🤖 AI Summary
This work addresses the limitation of conventional deep learning models, which rely solely on activation values for information propagation and thereby overlook the joint dynamics of firing rates and phases inherent in neural activity, constraining their capacity for structured understanding and coordination. To overcome this, the study introduces Kuramoto oscillators into the Vision Transformer architecture for the first time, proposing a Kuramoto Phase Encoding (KoPE) mechanism that enhances attention through dynamic phase synchronization. While preserving architectural simplicity, this approach substantially improves performance across diverse tasks—including semantic and panoptic segmentation, language-aligned representation learning, and few-shot abstract visual reasoning on ARC-AGI—and simultaneously achieves synergistic gains in training efficiency, parameter efficiency, and data efficiency.
📝 Abstract
Spatiotemporal neural dynamics and oscillatory synchronization are widely implicated in biological information processing and have been hypothesized to support flexible coordination such as feature binding.

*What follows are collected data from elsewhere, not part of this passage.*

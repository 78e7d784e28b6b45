//! Monotone diameter of convex polytope skeletons.
//!
//! Given the vertex-edge graph of a polytope (supplied externally, together
//! with the regions of the hyperplane arrangement spanned by its edge
//! directions), this crate enumerates every acyclic orientation realizable by
//! a linear functional and reports the worst-case shortest-path distance to
//! the unique sink. All arithmetic is exact over arbitrary-precision
//! rationals; there is no floating point anywhere in the pipeline.
//!
//! Pipeline
//! - `directions`: canonical edge-direction classes, padded as hyperplane
//!   normals for the external arrangement builder.
//! - `orientation`: region representatives, sink location, edge orientation,
//!   and distance relaxation for one functional.
//! - `diameter`: the per-orientation driver and the running maximum.
//!
//! The geometric collaborators (vertex enumeration, adjacency, arrangement
//! region listing) stay outside this crate; see `SkeletonGraph` and `Region`
//! for the exact handoff types.

pub mod api;
pub mod diameter;
pub mod directions;
pub mod error;
pub mod exact;
pub mod graph;
pub mod orientation;
pub mod rand;
pub mod special;

/// Library version string.
pub const VERSION: &str = env!("CARGO_PKG_VERSION");

pub use error::{Error, Result};
pub use exact::{Rat, RatVec};

/// Common exports for quick imports in callers.
pub mod prelude {
    pub use crate::diameter::{monotone_diameter, oriented_diameter, DiameterReport};
    pub use crate::directions::{edge_directions, hyperplane_normals};
    pub use crate::exact::{rat, ratio, Rat, RatVec};
    pub use crate::graph::{SkeletonGraph, VertexId};
    pub use crate::orientation::{
        distances_to_sink, find_sink, orient, representative, OrientedGraph, Region,
    };
    pub use crate::{Error, Result};
}
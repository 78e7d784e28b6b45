//! Special polytope skeletons with exact coordinates.
//!
//! Deterministic fixtures used by tests, benches, and examples. Each comes
//! with the adjacency the polytope actually has, so the pipeline can run on
//! them without any external geometry.

use crate::exact::{rat, vec_i64, RatVec};
use crate::graph::SkeletonGraph;
use crate::orientation::Region;

/// Skeleton of the `d`-dimensional 0/1 hypercube: vertices are the 0/1
/// vectors, edges join vertices at Hamming distance one.
pub fn hypercube(d: usize) -> SkeletonGraph {
    let n = 1usize << d;
    let verts: Vec<RatVec> = (0..n)
        .map(|mask| {
            RatVec::from_iterator(d, (0..d).map(|i| rat(((mask >> i) & 1) as i64)))
        })
        .collect();
    let mut edges = Vec::with_capacity(n * d / 2);
    for mask in 0..n {
        for i in 0..d {
            let other = mask ^ (1 << i);
            if mask < other {
                edges.push((mask, other));
            }
        }
    }
    // The 0/1 vertex set is duplicate-free by construction.
    SkeletonGraph::from_vertices_and_edges(verts, &edges)
        .expect("hypercube skeleton is well-formed")
}

/// Skeleton of a convex `k`-gon with integer coordinates: vertices on the
/// parabola `(i, i²)` are in convex position, adjacency is the boundary
/// cycle of their hull.
pub fn polygon(k: usize) -> SkeletonGraph {
    assert!(k >= 3, "a polygon needs at least 3 vertices");
    let verts: Vec<RatVec> = (0..k)
        .map(|i| vec_i64(&[i as i64, (i as i64) * (i as i64)]))
        .collect();
    let mut edges: Vec<(usize, usize)> = (0..k - 1).map(|i| (i, i + 1)).collect();
    edges.push((0, k - 1));
    SkeletonGraph::from_vertices_and_edges(verts, &edges)
        .expect("polygon skeleton is well-formed")
}

/// The unit square's 4-cycle skeleton.
pub fn unit_square() -> SkeletonGraph {
    let verts = vec![
        vec_i64(&[0, 0]),
        vec_i64(&[1, 0]),
        vec_i64(&[1, 1]),
        vec_i64(&[0, 1]),
    ];
    SkeletonGraph::from_vertices_and_edges(verts, &[(0, 1), (1, 2), (2, 3), (3, 0)])
        .expect("square skeleton is well-formed")
}

/// The four regions of the coordinate-axes arrangement in the plane, i.e.
/// the open quadrants, each bounded by two signed axis rays. This is exactly
/// what the external arrangement builder returns for the square's two edge
/// directions.
pub fn square_orthant_regions() -> Vec<Region> {
    let signs = [(1, 1), (1, -1), (-1, 1), (-1, -1)];
    signs
        .iter()
        .map(|&(sx, sy)| Region {
            rays: vec![vec_i64(&[sx, 0]), vec_i64(&[0, sy])],
        })
        .collect()
}

#[cfg(test)]
mod tests {
    use super::*;

    #[test]
    fn hypercube_counts() {
        let g = hypercube(3);
        assert_eq!(g.len(), 8);
        assert_eq!(g.edge_count(), 12);
        assert_eq!(g.dim(), 3);
    }

    #[test]
    fn polygon_is_a_cycle() {
        let g = polygon(5);
        assert_eq!(g.len(), 5);
        assert_eq!(g.edge_count(), 5);
        for u in g.vertex_ids() {
            assert_eq!(g.neighbors(u).len(), 2);
        }
    }
}
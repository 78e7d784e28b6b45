//! Polytope skeleton: an indexed vertex registry with adjacency lists.
//!
//! Vertices are immutable exact-coordinate points owned by the registry;
//! everything else refers to them by `VertexId`. Adjacency is stored as
//! symmetric index lists, so no coordinate vector is ever hashed or compared
//! to establish identity after construction.

use crate::error::{Error, Result};
use crate::exact::RatVec;

/// Stable integer id of a vertex in a `SkeletonGraph`.
#[derive(Clone, Copy, Debug, PartialEq, Eq, Hash, PartialOrd, Ord)]
pub struct VertexId(pub usize);

/// Vertex-edge graph of a polytope, as handed over by the external
/// vertex-enumeration collaborator.
#[derive(Clone, Debug)]
pub struct SkeletonGraph {
    verts: Vec<RatVec>,
    adj: Vec<Vec<VertexId>>,
    dim: usize,
}

impl SkeletonGraph {
    /// Build from a vertex list and undirected edge pairs (indices into the
    /// vertex list). Rejects inconsistent dimensions, out-of-range indices,
    /// self-loops, and duplicate edges.
    pub fn from_vertices_and_edges(verts: Vec<RatVec>, edges: &[(usize, usize)]) -> Result<Self> {
        if verts.is_empty() {
            return Err(Error::InvalidGraph("empty vertex set".into()));
        }
        let dim = verts[0].len();
        for v in &verts {
            if v.len() != dim {
                return Err(Error::DimensionMismatch {
                    expected: dim,
                    found: v.len(),
                });
            }
        }
        let n = verts.len();
        let mut adj: Vec<Vec<VertexId>> = vec![Vec::new(); n];
        for &(u, v) in edges {
            if u >= n || v >= n {
                return Err(Error::InvalidGraph(format!(
                    "edge ({u}, {v}) references a vertex outside 0..{n}"
                )));
            }
            if u == v {
                return Err(Error::InvalidGraph(format!("self-loop at vertex {u}")));
            }
            if adj[u].contains(&VertexId(v)) {
                return Err(Error::InvalidGraph(format!("duplicate edge ({u}, {v})")));
            }
            adj[u].push(VertexId(v));
            adj[v].push(VertexId(u));
        }
        Ok(Self { verts, adj, dim })
    }

    /// Number of vertices.
    #[inline]
    pub fn len(&self) -> usize {
        self.verts.len()
    }

    #[inline]
    pub fn is_empty(&self) -> bool {
        self.verts.is_empty()
    }

    /// Ambient dimension of the vertex coordinates.
    #[inline]
    pub fn dim(&self) -> usize {
        self.dim
    }

    /// Coordinates of a vertex.
    #[inline]
    pub fn vertex(&self, id: VertexId) -> &RatVec {
        &self.verts[id.0]
    }

    /// Undirected neighbors of a vertex.
    #[inline]
    pub fn neighbors(&self, id: VertexId) -> &[VertexId] {
        &self.adj[id.0]
    }

    /// All vertex ids in registry order.
    pub fn vertex_ids(&self) -> impl Iterator<Item = VertexId> {
        (0..self.verts.len()).map(VertexId)
    }

    /// Each undirected edge once, as `(u, v)` with `u < v`.
    pub fn edges(&self) -> impl Iterator<Item = (VertexId, VertexId)> + '_ {
        self.vertex_ids().flat_map(move |u| {
            self.adj[u.0]
                .iter()
                .filter(move |&&v| u < v)
                .map(move |&v| (u, v))
        })
    }

    /// Total number of undirected edges.
    pub fn edge_count(&self) -> usize {
        self.adj.iter().map(Vec::len).sum::<usize>() / 2
    }
}

#[cfg(test)]
mod tests {
    use super::*;
    use crate::exact::vec_i64;

    fn path3() -> SkeletonGraph {
        let verts = vec![vec_i64(&[0]), vec_i64(&[1]), vec_i64(&[2])];
        SkeletonGraph::from_vertices_and_edges(verts, &[(0, 1), (1, 2)]).unwrap()
    }

    #[test]
    fn adjacency_is_symmetric() {
        let g = path3();
        assert_eq!(g.neighbors(VertexId(0)), &[VertexId(1)]);
        assert_eq!(g.neighbors(VertexId(1)), &[VertexId(0), VertexId(2)]);
        assert_eq!(g.edge_count(), 2);
    }

    #[test]
    fn edges_are_listed_once() {
        let g = path3();
        let edges: Vec<_> = g.edges().collect();
        assert_eq!(edges, vec![(VertexId(0), VertexId(1)), (VertexId(1), VertexId(2))]);
    }

    #[test]
    fn rejects_malformed_input() {
        let verts = vec![vec_i64(&[0, 0]), vec_i64(&[1])];
        assert!(matches!(
            SkeletonGraph::from_vertices_and_edges(verts, &[]),
            Err(Error::DimensionMismatch { expected: 2, found: 1 })
        ));
        let verts = vec![vec_i64(&[0]), vec_i64(&[1])];
        assert!(matches!(
            SkeletonGraph::from_vertices_and_edges(verts.clone(), &[(0, 0)]),
            Err(Error::InvalidGraph(_))
        ));
        assert!(matches!(
            SkeletonGraph::from_vertices_and_edges(verts.clone(), &[(0, 2)]),
            Err(Error::InvalidGraph(_))
        ));
        assert!(matches!(
            SkeletonGraph::from_vertices_and_edges(verts, &[(0, 1), (1, 0)]),
            Err(Error::InvalidGraph(_))
        ));
    }
}
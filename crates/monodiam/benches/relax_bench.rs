//! Criterion benchmarks for the per-orientation pipeline.
//! Focus sizes: hypercube dimension d in {4, 6, 8} (16 to 256 vertices).

use criterion::{criterion_group, criterion_main, BenchmarkId, Criterion};
use monodiam::api::{
    distances_to_sink, find_sink, hypercube, orient, oriented_diameter, rat, RatVec,
};

/// Generic functional on the 0/1 cube: powers of two give distinct values on
/// every vertex.
fn generic_functional(d: usize) -> RatVec {
    RatVec::from_iterator(d, (0..d).map(|i| rat(1i64 << i)))
}

fn bench_relax(c: &mut Criterion) {
    let mut group = c.benchmark_group("relax");
    for &d in &[4usize, 6, 8] {
        let g = hypercube(d);
        let f = generic_functional(d);
        let sink = find_sink(&g, &f).expect("generic on the cube");
        let dg = orient(&g, &f).expect("generic on the cube");
        group.bench_with_input(BenchmarkId::new("distances_to_sink", d), &d, |b, _| {
            b.iter(|| distances_to_sink(&dg, sink))
        });
    }
    group.finish();
}

fn bench_orientation(c: &mut Criterion) {
    let mut group = c.benchmark_group("orientation");
    for &d in &[4usize, 6, 8] {
        let g = hypercube(d);
        let f = generic_functional(d);
        group.bench_with_input(BenchmarkId::new("oriented_diameter", d), &d, |b, _| {
            b.iter(|| oriented_diameter(&g, &f).expect("generic on the cube"))
        });
    }
    group.finish();
}

criterion_group!(benches, bench_relax, bench_orientation);
criterion_main!(benches);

By contrast, most deep learning architectures represent and propagate information through activation values, neglecting the joint dynamics of rate and phase. In this work, we introduce Kuramoto oscillatory Phase Encoding (KoPE) as an additional, evolving phase state to Vision Transformers, incorporating a neuro-inspired synchronization mechanism to advance learning efficiency. We show that KoPE can improve training, parameter, and data efficiency of vision models through synchronization-enhanced structure learning. Moreover, KoPE benefits tasks requiring structured understanding, including semantic and panoptic segmentation, representation alignment with language, and few-shot abstract visual reasoning (ARC-AGI). Theoretical analysis and empirical verification further suggest that KoPE can accelerate attention concentration for learning efficiency. These results indicate that synchronization can serve as a scalable, neuro-inspired mechanism for advancing state-of-the-art neural network models.